Meme theory confronts us with a rather unflattering image of ourselves. In Daniel C. Dennett's words, conscious selves are nothing but the ‘vehicles’ or ‘nests’ of the true heroes of the evolutionary story of culture, the memes. In the memetic view, cultural evolution is not about ‘us’, but about ‘them’: the units of culture such as the ones mentioned by Richard Dawkms: “tunes, ideas, catch-phrases, clothes fashions, ways of making pots or of building arches”. In this paper, I shall take a critical look at some premises of this memetic ‘shift of perspective’, which turn out to be highly problematic. In a first step, the memetic image of the self as a ‘meme nest’ shall be traced back to its neo-Darwinian origins. Meme theory is built directly on the model of genetic evolution (I).

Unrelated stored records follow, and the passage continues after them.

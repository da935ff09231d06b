//! The shape of the input records.
//!
//! Collection never deserializes whole records; these types describe the
//! format and are handy for producing input files.

use serde::{Deserialize, Serialize};

#[derive(Clone, Debug, PartialEq, Eq, Deserialize, Serialize)]
pub struct Developer {
    pub name: String,
}

#[derive(Clone, Debug, PartialEq, Eq, Deserialize, Serialize)]
#[serde(rename_all = "camelCase")]
pub struct Game {
    pub title: String,
    pub developer: Developer,
    pub year_released: i32,
    /// Multiple genres are separated by `", "`.
    pub genre: String,
}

As some considerations concerning the ontology of memes shall reveal, there are fundamental differences between genes and memes which cannot be accounted for within the memetic view (II). In a third step, Gabriel Tarde's idea of ‘evolution by association’ shall be introduced as a convincing alternative to the memetic idea of cultural evolution. Writing almost a century before the term ‘meme’ was even coined, Tarde put forth a theory, which already contained much of the insights that make memetics attractive to the social sciences. More than that, Tarde was safe from the fatal memetic tendency to model cultural evolution too closely on genetic evolution (III). In the concluding section (TV), I shall come back to the initial question concerning the place of the self in society: what is our role in cultural evolution in a Tardean view?